Stored dataset items:
-------
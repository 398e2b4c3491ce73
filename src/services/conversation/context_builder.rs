use anyhow::{Context, Result};
use tracing::{debug, info};
use crate::models::chat::ChatMessage;
use crate::utils::similarity::cosine_similarity;
use crate::services::query_analyzer::{QueryAnalyzer, QueryIntent};
use super::types::{
    ConversationState, RetrievalDecision, RetrievalReason, 
    SkipReason, SystemContextComponents, WeightedEmbeddingConfig
};

/// Conversation posture requested by the client. Each mode layers its own
/// guidance onto the common preamble; `Default` is used when the client
/// doesn't ask for a specific posture.
#[derive(Debug, Clone, Copy, PartialEq, Eq, serde::Serialize, serde::Deserialize)]
#[serde(rename_all = "PascalCase")]
pub enum PromptMode {
    Exploring,
    Research,
    Learning,
    Default,
}

impl PromptMode {
    const COMMON_PREAMBLE: &'static str = "You are a helpful AI assistant for document Q&A. ";

    fn mode_guidance(&self) -> &'static str {
        match self {
            PromptMode::Exploring => {
                "In EXPLORING mode, encourage broad discovery. Suggest related topics and \
                 connections. Help the user discover new insights from their documents."
            }
            PromptMode::Research => {
                "In RESEARCH mode, focus on precision and citations. Always cite specific \
                 sources. Provide fact-focused, accurate responses with clear references."
            }
            PromptMode::Learning => {
                "In LEARNING mode, use the Socratic method. Ask clarifying questions. Build \
                 understanding progressively. Explain concepts step by step."
            }
            PromptMode::Default => "Provide helpful, accurate responses based on the available information.",
        }
    }

    /// The full system prompt for this mode, with the context-append suffix
    /// attached when document context was actually assembled.
    pub fn system_prompt(&self, context_assembled: bool) -> String {
        let mut prompt = format!("{}{}", Self::COMMON_PREAMBLE, self.mode_guidance());
        if context_assembled {
            prompt.push_str(
                "\n\nProvide helpful, accurate responses based on the available information. \
                 If you don't know something or it's not in the provided context, say so clearly.",
            );
        }
        prompt
    }
}

pub struct ContextBuilder {
    base_instruction: String,
    similarity_threshold: f32,
    weighted_config: WeightedEmbeddingConfig,
}

impl ContextBuilder {
    pub fn new(base_instruction: String) -> Self {
        Self {
            base_instruction,
            similarity_threshold: 0.75,
            weighted_config: WeightedEmbeddingConfig::default(),
        }
    }
    pub fn base_instruction(&self) -> &str {
        &self.base_instruction
    }

    /// System prompt for a specific conversation mode, per the mode table.
    pub fn instruction_for_mode(mode: PromptMode, context_assembled: bool) -> String {
        mode.system_prompt(context_assembled)
    }

    pub fn default_base_instruction() -> String {
        PromptMode::Default.system_prompt(false)
    }

    pub fn decide_retrieval(
        &self,
        state: &ConversationState,
        current_message: &str,
        current_document_ids: Option<Vec<i64>>,
        current_embedding: Option<&Vec<f32>>,
    ) -> Result<RetrievalDecision> {
        // 1. Analyze Intent (POC Meta-Question Enhancement)
        let intent = QueryAnalyzer::analyze_intent(current_message);
        
        match intent {
            QueryIntent::DocumentOverview | QueryIntent::DocumentSummary => {
                debug!("Meta-question detected, triggering MetadataQuery retrieval");
                return Ok(RetrievalDecision::Retrieve {
                    reason: RetrievalReason::DocumentMetadataQuery,
                    context_aware: false,
                });
            }
            QueryIntent::Clarification => {
                debug!("Clarification intent detected, triggering ContextAware retrieval");
                return Ok(RetrievalDecision::Retrieve {
                    reason: RetrievalReason::ClarificationWithContext,
                    context_aware: true,
                });
            }
            _ => {} // Continue to normal logic for SpecificContent
        }

        if state.messages.is_empty() {
            debug!("First message in session, need retrieval");
            return Ok(RetrievalDecision::Retrieve {
                reason: RetrievalReason::FirstMessage,
                context_aware: false,
            });
        }

        if state.document_ids != current_document_ids {
            info!(
                "Document Context changed from {:?} to {:?}, need new retrieval",
                state.document_ids, current_document_ids
            );
            return Ok(RetrievalDecision::Retrieve {
                reason: RetrievalReason::DocumentContextChanged,
                context_aware: true,
            });
        }

        if let (Some(current_emb), Some(last_emb)) = 
            (current_embedding, &state.last_query_embedding) 
        {
            let similarity = cosine_similarity(current_emb, last_emb)
                .context("Failed to calculate similarity")?;

            debug!("Similarity with last query: {:.4}", similarity);

            if similarity > self.similarity_threshold {
                info!(
                    "High similarity ({:.4} > {}), skipping retrieval",
                    similarity, self.similarity_threshold
                );
                return Ok(RetrievalDecision::Skip {
                    reason: SkipReason::SameDocumentAndHighSimilarity(similarity),
                });
            } else {
                info!(
                    "Low similarity ({:.4} <= {}), need new retrieval",
                    similarity, self.similarity_threshold
                );
                return Ok(RetrievalDecision::Retrieve {
                    reason: RetrievalReason::LowSimilarity(similarity),
                    context_aware: true,
                });
            }
        }

        debug!("No previous embedding found, performing retrieval");
        Ok(RetrievalDecision::Retrieve {
            reason: RetrievalReason::FirstMessage,
            context_aware: false,
        })
    }

    pub fn build_system_context(
        &self,
        retrieval_summary: &str,
        document_metadata: Option<&str>,
    ) -> String {
        let components = SystemContextComponents {
            base_instruction: self.base_instruction.clone(),
            retrieval_context: retrieval_summary.to_string(),
            metadata_section: document_metadata.map(|s| s.to_string()),
        };

        components.build()
    }

    pub fn prepare_context_aware_text(
        &self,
        current_message: &str,
        history: &[ChatMessage],
    ) -> String {
        if history.is_empty() {
            return current_message.to_string();
        }

        let last_user_messages: Vec<String> = history
            .iter()
            .filter(|msg| msg.role == "user")
            .rev()
            .take(self.weighted_config.max_history_messages)
            .map(|msg| msg.content.clone())
            .collect::<Vec<_>>()
            .into_iter()
            .rev()
            .collect();

        if last_user_messages.is_empty() {
            return current_message.to_string();
        }

        let history_text = last_user_messages.join(" ");
        format!("{} {}", history_text, current_message)
    }

    pub fn weighted_config(&self) -> &WeightedEmbeddingConfig {
        &self.weighted_config
    }
}

impl Default for ContextBuilder {
    fn default() -> Self {
        Self::new(Self::default_base_instruction())
    }
}

#[cfg(test)]
mod prompt_mode_tests {
    use super::PromptMode;

    #[test]
    fn modes_carry_the_common_preamble() {
        for mode in [PromptMode::Exploring, PromptMode::Research, PromptMode::Learning, PromptMode::Default] {
            assert!(mode.system_prompt(false).starts_with("You are a helpful AI assistant for document Q&A. "));
        }
    }

    #[test]
    fn context_assembled_appends_the_fallback_disclaimer() {
        let with_context = PromptMode::Research.system_prompt(true);
        let without_context = PromptMode::Research.system_prompt(false);
        assert!(with_context.contains("If you don't know something or it's not in the provided context"));
        assert!(!without_context.contains("If you don't know something"));
    }
}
-------
Exercise objective -> The full set of entries should be transcribed exactly.

Task result ->
repository 398e2b4c3491ce73
filename src/services/conversation/context_builder.rs
use anyhow::{Context, Result};
use tracing::{debug, info};
use crate::models::chat::ChatMessage;
use crate::utils::similarity::cosine_similarity;
use crate::services::query_analyzer::{QueryAnalyzer, QueryIntent};
use super::types::{
    ConversationState, RetrievalDecision, RetrievalReason, 
    SkipReason, SystemContextComponents, WeightedEmbeddingConfig
};

/// Conversation posture requested by the client. Each mode layers its own
/// guidance onto the common preamble; `Default` is used when the client
/// doesn't ask for a specific posture.
#[derive(Debug, Clone, Copy, PartialEq, Eq, serde::Serialize, serde::Deserialize)]
#[serde(rename_all = "PascalCase")]
pub enum PromptMode {
    Exploring,
    Research,
    Learning,
    Default,
}

impl PromptMode {
    const COMMON_PREAMBLE: &'static str = "You are a helpful AI assistant for document Q&A. ";

    fn mode_guidance(&self) -> &'static str {
        match self {
            PromptMode::Exploring => {
                "In EXPLORING mode, encourage broad discovery. Suggest related topics and \
                 connections. Help the user discover new insights from their documents."
            }
            PromptMode::Research => {
                "In RESEARCH mode, focus on precision and citations. Always cite specific \
                 sources. Provide fact-focused, accurate responses with clear references."
            }
            PromptMode::Learning => {
                "In LEARNING mode, use the Socratic method. Ask clarifying questions. Build \
                 understanding progressively. Explain concepts step by step."
            }
            PromptMode::Default => "Provide helpful, accurate responses based on the available information.",
        }
    }

    /// The full system prompt for this mode, with the context-append suffix
    /// attached when document context was actually assembled.
    pub fn system_prompt(&self, context_assembled: bool) -> String {
        let mut prompt = format!("{}{}", Self::COMMON_PREAMBLE, self.mode_guidance());
        if context_assembled {
            prompt.push_str(
                "\n\nProvide helpful, accurate responses based on the available information. \
                 If you don't know something or it's not in the provided context, say so clearly.",
            );
        }
        prompt
    }
}

pub struct ContextBuilder {
    base_instruction: String,
    similarity_threshold: f32,
    weighted_config: WeightedEmbeddingConfig,
}

impl ContextBuilder {
    pub fn new(base_instruction: String) -> Self {
        Self {
            base_instruction,
            similarity_threshold: 0.75,
            weighted_config: WeightedEmbeddingConfig::default(),
        }
    }
    pub fn base_instruction(&self) -> &str {
        &self.base_instruction
    }

    /// System prompt for a specific conversation mode, per the mode table.
    pub fn instruction_for_mode(mode: PromptMode, context_assembled: bool) -> String {
        mode.system_prompt(context_assembled)
    }

    pub fn default_base_instruction() -> String {
        PromptMode::Default.system_prompt(false)
    }

    pub fn decide_retrieval(
        &self,
        state: &ConversationState,
        current_message: &str,
        current_document_ids: Option<Vec<i64>>,
        current_embedding: Option<&Vec<f32>>,
    ) -> Result<RetrievalDecision> {
        // 1. Analyze Intent (POC Meta-Question Enhancement)
        let intent = QueryAnalyzer::analyze_intent(current_message);
        
        match intent {
            QueryIntent::DocumentOverview | QueryIntent::DocumentSummary => {
                debug!("Meta-question detected, triggering MetadataQuery retrieval");
                return Ok(RetrievalDecision::Retrieve {
                    reason: RetrievalReason::DocumentMetadataQuery,
                    context_aware: false,
                });
            }
            QueryIntent::Clarification => {
                debug!("Clarification intent detected, triggering ContextAware retrieval");
                return Ok(RetrievalDecision::Retrieve {
                    reason: RetrievalReason::ClarificationWithContext,
                    context_aware: true,
                });
            }
            _ => {} // Continue to normal logic for SpecificContent
        }

        if state.messages.is_empty() {
            debug!("First message in session, need retrieval");
            return Ok(RetrievalDecision::Retrieve {
                reason: RetrievalReason::FirstMessage,
                context_aware: false,
            });
        }

        if state.document_ids != current_document_ids {
            info!(
                "Document Context changed from {:?} to {:?}, need new retrieval",
                state.document_ids, current_document_ids
            );
            return Ok(RetrievalDecision::Retrieve {
                reason: RetrievalReason::DocumentContextChanged,
                context_aware: true,
            });
        }

        if let (Some(current_emb), Some(last_emb)) = 
            (current_embedding, &state.last_query_embedding) 
        {
            let similarity = cosine_similarity(current_emb, last_emb)
                .context("Failed to calculate similarity")?;

            debug!("Similarity with last query: {:.4}", similarity);

            if similarity > self.similarity_threshold {
                info!(
                    "High similarity ({:.4} > {}), skipping retrieval",
                    similarity, self.similarity_threshold
                );
                return Ok(RetrievalDecision::Skip {
                    reason: SkipReason::SameDocumentAndHighSimilarity(similarity),
                });
            } else {
                info!(
                    "Low similarity ({:.4} <= {}), need new retrieval",
                    similarity, self.similarity_threshold
                );
                return Ok(RetrievalDecision::Retrieve {
                    reason: RetrievalReason::LowSimilarity(similarity),
                    context_aware: true,
                });
            }
        }

        debug!("No previous embedding found, performing retrieval");
        Ok(RetrievalDecision::Retrieve {
            reason: RetrievalReason::FirstMessage,
            context_aware: false,
        })
    }

    pub fn build_system_context(
        &self,
        retrieval_summary: &str,
        document_metadata: Option<&str>,
    ) -> String {
        let components = SystemContextComponents {
            base_instruction: self.base_instruction.clone(),
            retrieval_context: retrieval_summary.to_string(),
            metadata_section: document_metadata.map(|s| s.to_string()),
        };

        components.build()
    }

    pub fn prepare_context_aware_text(
        &self,
        current_message: &str,
        history: &[ChatMessage],
    ) -> String {
        if history.is_empty() {
            return current_message.to_string();
        }

        let last_user_messages: Vec<String> = history
            .iter()
            .filter(|msg| msg.role == "user")
            .rev()
            .take(self.weighted_config.max_history_messages)
            .map(|msg| msg.content.clone())
            .collect::<Vec<_>>()
            .into_iter()
            .rev()
            .collect();

        if last_user_messages.is_empty() {
            return current_message.to_string();
        }

        let history_text = last_user_messages.join(" ");
        format!("{} {}", history_text, current_message)
    }

    pub fn weighted_config(&self) -> &WeightedEmbeddingConfig {
        &self.weighted_config
    }
}

impl Default for ContextBuilder {
    fn default() -> Self {
        Self::new(Self::default_base_instruction())
    }
}

#[cfg(test)]
mod prompt_mode_tests {
    use super::PromptMode;

    #[test]
    fn modes_carry_the_common_preamble() {
        for mode in [PromptMode::Exploring, PromptMode::Research, PromptMode::Learning, PromptMode::Default] {
            assert!(mode.system_prompt(false).starts_with("You are a helpful AI assistant for document Q&A. "));
        }
    }

    #[test]
    fn context_assembled_appends_the_fallback_disclaimer() {
        let with_context = PromptMode::Research.system_prompt(true);
        let without_context = PromptMode::Research.system_prompt(false);
        assert!(with_context.contains("If you don't know something or it's not in the provided context"));
        assert!(!without_context.contains("If you don't know something"));
    }
}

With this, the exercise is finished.